(Records from a collection)
--- START ---

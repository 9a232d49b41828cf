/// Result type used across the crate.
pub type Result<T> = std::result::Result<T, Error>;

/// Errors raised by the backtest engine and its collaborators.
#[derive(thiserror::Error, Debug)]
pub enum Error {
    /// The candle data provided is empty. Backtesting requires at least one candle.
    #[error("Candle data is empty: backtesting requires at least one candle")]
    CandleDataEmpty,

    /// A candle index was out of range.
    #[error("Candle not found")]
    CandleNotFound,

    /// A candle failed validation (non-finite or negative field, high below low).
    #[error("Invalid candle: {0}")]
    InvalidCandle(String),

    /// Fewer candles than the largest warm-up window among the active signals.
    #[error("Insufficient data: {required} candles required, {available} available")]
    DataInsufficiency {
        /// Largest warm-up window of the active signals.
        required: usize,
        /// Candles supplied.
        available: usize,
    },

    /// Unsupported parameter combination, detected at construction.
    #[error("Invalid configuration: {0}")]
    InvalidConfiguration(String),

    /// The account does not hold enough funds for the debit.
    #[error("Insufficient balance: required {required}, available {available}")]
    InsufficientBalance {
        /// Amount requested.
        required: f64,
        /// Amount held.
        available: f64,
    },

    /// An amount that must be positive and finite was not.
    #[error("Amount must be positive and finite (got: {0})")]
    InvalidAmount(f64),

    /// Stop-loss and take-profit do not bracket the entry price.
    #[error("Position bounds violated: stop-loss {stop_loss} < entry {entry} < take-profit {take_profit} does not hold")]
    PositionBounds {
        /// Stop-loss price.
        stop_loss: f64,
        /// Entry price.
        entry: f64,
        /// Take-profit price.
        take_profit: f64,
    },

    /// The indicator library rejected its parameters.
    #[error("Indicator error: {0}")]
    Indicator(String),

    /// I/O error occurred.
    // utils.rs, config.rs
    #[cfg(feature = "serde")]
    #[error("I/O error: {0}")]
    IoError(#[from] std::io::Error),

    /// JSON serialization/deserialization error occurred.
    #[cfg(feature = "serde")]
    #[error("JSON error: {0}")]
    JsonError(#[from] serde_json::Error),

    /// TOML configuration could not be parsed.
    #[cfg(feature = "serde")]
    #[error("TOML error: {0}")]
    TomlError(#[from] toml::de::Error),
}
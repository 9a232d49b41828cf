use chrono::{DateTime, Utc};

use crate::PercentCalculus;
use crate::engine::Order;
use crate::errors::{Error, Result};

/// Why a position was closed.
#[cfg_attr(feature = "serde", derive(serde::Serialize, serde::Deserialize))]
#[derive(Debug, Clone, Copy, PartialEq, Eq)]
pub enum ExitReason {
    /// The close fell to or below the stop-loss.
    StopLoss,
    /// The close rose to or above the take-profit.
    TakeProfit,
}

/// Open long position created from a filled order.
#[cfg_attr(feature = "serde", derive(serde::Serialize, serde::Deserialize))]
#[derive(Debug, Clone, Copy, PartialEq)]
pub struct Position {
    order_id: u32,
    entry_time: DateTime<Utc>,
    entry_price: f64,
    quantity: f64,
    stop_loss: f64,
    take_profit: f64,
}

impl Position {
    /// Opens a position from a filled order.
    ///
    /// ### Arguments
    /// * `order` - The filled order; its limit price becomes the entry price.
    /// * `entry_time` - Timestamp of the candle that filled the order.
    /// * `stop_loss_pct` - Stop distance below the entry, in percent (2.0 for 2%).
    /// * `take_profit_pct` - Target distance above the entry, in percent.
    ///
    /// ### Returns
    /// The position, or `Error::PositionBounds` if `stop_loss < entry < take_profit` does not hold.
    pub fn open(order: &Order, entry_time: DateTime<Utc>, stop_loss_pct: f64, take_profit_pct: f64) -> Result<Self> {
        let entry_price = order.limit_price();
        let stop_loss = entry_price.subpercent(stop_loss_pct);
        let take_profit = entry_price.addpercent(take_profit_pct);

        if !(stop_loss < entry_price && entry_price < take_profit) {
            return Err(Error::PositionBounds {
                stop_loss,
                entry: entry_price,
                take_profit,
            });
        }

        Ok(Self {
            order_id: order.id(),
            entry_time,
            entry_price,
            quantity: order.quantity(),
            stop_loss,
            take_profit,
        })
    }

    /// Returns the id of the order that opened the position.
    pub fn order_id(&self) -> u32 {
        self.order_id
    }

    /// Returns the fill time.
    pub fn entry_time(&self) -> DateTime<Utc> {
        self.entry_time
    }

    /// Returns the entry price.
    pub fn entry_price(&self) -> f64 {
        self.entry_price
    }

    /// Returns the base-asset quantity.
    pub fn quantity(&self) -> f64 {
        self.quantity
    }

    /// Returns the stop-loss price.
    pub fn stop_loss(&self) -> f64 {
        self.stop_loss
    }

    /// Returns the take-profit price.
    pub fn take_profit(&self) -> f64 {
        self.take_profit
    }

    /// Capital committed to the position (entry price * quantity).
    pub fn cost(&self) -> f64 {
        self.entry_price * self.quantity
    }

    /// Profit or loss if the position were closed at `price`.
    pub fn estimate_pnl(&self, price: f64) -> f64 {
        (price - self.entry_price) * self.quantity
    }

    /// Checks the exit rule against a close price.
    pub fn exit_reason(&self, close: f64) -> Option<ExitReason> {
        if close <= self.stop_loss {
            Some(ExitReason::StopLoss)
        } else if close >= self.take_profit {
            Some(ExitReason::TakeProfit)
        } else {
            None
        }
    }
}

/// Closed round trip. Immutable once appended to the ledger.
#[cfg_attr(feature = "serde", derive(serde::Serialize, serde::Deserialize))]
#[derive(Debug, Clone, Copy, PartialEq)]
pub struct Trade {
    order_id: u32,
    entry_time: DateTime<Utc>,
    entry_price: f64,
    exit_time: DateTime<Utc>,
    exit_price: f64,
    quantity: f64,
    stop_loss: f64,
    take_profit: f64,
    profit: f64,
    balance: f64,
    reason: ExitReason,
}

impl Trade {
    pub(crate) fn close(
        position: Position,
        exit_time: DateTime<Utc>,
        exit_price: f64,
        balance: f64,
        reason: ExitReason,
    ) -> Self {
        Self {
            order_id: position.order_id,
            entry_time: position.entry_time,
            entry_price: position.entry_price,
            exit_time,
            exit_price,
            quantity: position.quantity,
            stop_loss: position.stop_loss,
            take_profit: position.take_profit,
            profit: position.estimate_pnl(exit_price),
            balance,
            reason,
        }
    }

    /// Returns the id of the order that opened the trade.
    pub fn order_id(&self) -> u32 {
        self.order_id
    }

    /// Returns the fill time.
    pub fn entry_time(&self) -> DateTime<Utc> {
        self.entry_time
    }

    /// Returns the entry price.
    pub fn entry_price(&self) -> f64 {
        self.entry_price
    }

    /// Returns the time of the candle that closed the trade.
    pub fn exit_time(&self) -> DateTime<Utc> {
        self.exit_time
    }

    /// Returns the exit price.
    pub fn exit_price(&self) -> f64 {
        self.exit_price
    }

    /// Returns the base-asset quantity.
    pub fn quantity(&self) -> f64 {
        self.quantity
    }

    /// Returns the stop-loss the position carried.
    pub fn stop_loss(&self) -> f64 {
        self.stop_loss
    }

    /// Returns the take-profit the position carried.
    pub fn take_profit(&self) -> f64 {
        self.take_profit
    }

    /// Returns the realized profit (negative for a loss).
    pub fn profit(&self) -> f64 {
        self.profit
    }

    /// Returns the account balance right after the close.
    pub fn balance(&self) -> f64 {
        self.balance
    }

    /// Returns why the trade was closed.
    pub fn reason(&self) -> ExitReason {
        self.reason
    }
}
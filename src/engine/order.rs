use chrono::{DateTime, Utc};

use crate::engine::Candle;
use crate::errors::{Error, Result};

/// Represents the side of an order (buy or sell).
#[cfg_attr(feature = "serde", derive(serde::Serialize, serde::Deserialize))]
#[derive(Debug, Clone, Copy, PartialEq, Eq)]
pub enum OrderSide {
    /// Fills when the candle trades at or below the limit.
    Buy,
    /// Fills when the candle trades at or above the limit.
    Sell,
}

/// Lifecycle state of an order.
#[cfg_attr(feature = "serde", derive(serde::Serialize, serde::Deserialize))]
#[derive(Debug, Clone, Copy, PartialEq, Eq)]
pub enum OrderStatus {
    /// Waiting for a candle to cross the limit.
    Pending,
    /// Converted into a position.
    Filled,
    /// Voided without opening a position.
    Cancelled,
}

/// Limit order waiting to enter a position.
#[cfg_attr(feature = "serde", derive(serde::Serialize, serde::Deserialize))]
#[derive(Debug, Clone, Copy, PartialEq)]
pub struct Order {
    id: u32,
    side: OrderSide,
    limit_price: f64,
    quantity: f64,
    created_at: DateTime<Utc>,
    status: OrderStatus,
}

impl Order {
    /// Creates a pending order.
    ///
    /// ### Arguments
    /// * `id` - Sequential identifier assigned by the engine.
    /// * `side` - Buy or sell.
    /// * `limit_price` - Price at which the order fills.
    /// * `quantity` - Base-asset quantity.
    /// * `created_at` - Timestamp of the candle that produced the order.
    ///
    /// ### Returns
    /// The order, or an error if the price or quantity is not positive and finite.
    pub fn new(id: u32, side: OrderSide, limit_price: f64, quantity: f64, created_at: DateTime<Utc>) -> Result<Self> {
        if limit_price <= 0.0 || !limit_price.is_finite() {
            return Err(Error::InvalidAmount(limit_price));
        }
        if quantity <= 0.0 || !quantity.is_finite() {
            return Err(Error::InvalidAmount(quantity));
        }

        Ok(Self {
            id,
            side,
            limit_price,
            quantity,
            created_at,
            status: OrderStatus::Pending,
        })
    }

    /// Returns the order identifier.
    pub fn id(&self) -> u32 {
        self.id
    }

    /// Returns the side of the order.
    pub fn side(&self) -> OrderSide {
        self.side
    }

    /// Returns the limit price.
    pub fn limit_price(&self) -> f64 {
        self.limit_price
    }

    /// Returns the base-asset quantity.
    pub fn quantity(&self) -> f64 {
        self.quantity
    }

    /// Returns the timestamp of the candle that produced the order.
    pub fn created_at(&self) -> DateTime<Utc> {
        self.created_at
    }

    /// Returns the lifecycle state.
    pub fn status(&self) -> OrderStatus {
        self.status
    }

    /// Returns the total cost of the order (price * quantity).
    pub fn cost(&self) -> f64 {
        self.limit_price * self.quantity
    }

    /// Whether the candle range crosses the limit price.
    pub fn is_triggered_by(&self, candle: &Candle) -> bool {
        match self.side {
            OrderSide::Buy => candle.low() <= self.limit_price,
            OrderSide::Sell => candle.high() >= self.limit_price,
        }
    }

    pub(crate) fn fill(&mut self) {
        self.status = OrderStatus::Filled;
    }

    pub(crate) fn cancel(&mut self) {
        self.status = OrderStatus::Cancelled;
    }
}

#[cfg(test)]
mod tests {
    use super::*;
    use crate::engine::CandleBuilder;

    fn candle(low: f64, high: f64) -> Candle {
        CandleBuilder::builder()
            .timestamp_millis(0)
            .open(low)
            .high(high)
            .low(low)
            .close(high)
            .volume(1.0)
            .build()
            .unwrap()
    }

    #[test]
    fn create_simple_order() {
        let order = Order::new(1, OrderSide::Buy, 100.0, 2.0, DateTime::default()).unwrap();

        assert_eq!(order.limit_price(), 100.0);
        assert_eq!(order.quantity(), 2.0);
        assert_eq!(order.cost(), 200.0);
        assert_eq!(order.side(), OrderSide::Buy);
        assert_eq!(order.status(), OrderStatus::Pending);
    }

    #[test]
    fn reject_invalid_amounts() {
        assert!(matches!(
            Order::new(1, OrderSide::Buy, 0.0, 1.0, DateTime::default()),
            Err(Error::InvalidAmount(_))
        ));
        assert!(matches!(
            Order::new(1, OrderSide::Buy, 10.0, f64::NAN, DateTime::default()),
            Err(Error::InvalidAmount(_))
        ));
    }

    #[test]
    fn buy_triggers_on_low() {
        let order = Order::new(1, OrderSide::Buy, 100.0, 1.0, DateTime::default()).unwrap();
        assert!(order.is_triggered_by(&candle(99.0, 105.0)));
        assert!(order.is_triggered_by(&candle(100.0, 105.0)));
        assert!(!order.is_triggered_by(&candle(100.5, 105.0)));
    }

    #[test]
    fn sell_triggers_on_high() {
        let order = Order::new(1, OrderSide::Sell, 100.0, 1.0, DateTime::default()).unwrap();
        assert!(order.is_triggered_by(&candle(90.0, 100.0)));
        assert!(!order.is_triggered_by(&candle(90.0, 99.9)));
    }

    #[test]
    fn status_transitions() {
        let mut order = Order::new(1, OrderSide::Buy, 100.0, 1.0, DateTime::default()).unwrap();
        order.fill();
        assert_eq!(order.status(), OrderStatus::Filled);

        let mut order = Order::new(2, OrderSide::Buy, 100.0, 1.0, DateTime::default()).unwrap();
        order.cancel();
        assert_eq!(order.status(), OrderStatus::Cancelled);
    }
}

--- END ---

Reprint the data above from the opening line to the line holding "least one candle.", inclusive, and nothing else.

Your solution
repository 9a232d49b41828cf
/// Result type used across the crate.
pub type Result<T> = std::result::Result<T, Error>;

/// Errors raised by the backtest engine and its collaborators.
#[derive(thiserror::Error, Debug)]
pub enum Error {
    /// The candle data provided is empty. Backtesting requires at least one candle.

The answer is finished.